先日、妻と、車で、福島県いわき市の海辺にあるモダンで立派な水族館[アクアマリン]に行った。
田園地帯、山間道路、小都市の千変万化の風景、人々を見、個を想い、水族館での奥深い海への畏怖を再自覚させられたり、クラゲ舞踏会に魅入られたりの往復4時間余りの小旅行。
その時々に脳裏をかすめる「色即是空、空即是色」の、生きる力への感……
相も変らぬ昏迷深い私とは言え、一方で幽かに直覚する私の中の変移の昨今。

1967年(昭和42年)刊行された「人生の本 全10巻別巻1の内の一巻『懐疑と信仰』」で12人の日本人作家、宗教家、思想家を選び編んだ作家・武田 泰淳(1912年~1976年)の解説で次の二つの言葉に出会った。

――「信念」とか「悟り」とかいう単語を耳にするだけで、身ぶるいしたくなる、これら青年たちの感覚は尊いものです。彼らは決して宗教に対するときときだけ、そのような感覚を抱きしめているばかりではない。政治、経済、道徳、芸術その他あらゆる分野について、なにかしら絶対的なものに対する疑念、反撥、ためらいを手ばなすことができないのです。
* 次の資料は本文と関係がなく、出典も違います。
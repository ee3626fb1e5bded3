mod db;
mod migrations;

pub use db::{Database, DEFAULT_BUSY_TIMEOUT};
pub use migrations::{Migration, MIGRATIONS};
――(児童文学作家小川 未明(1882年~1961年)の二つの童話《「火に點ず」「金の輪」》を選んだことに触れ)、彼[病により享年7歳の少年―引用者注―]には「懐疑」とか「信仰」とか、そのほかむずかしい日本単語も日本宗教もなに一つ知りはしなかったのに、私たちがもしかしたら見ることのできない、そんなにまで美しい金の輪を見ることができたのでした。――

私は後2か月で73歳になる身だが、歳相応云々の是非は別として、この青年と少年に今もって共感する。
前者の疑念、反撥の後ろに在る気恥ずかしさ、居心地の悪さから、後者の感性の力から、の共感。

私が教員として最初に勤務したK女学院中等高等部(女子大学を併設)は、1875年(明治8年)二人のアメリカ人女性宣教師によって創立されたプロテスタント系の、ほとんど校則のない(もちろん私服)ミッションスクールだった。
週5日制で、毎日朝8時30分から立派なパイプオルガンを備えた講堂で礼拝が持たれる。(尚、水曜日は1時限目がLHR(クラス毎を原則としたLong Home Room)のため、それが始まる前にクラス・学年等それぞれの場で実施)
讃美歌の斉唱に始まり、週毎に選ばれた聖書の一節の音読、学内外の牧師や受洗者、また生徒を含めた学院につながる人々による講話、そして讃美歌の斉唱で終わる。その間20分。

学校標語が「愛神愛隣」。
これは、『新約聖書』[マタイによる福音書22章37節~39節の、「心を尽くし、精神を尽くし、思いを尽くして、あなたの神である主(しゅ)を愛しなさい。これが最も重要な第一の掟である。第二も、これと同じように重要である。隣人(となりびと)を自分のように愛しなさい。」を基としている。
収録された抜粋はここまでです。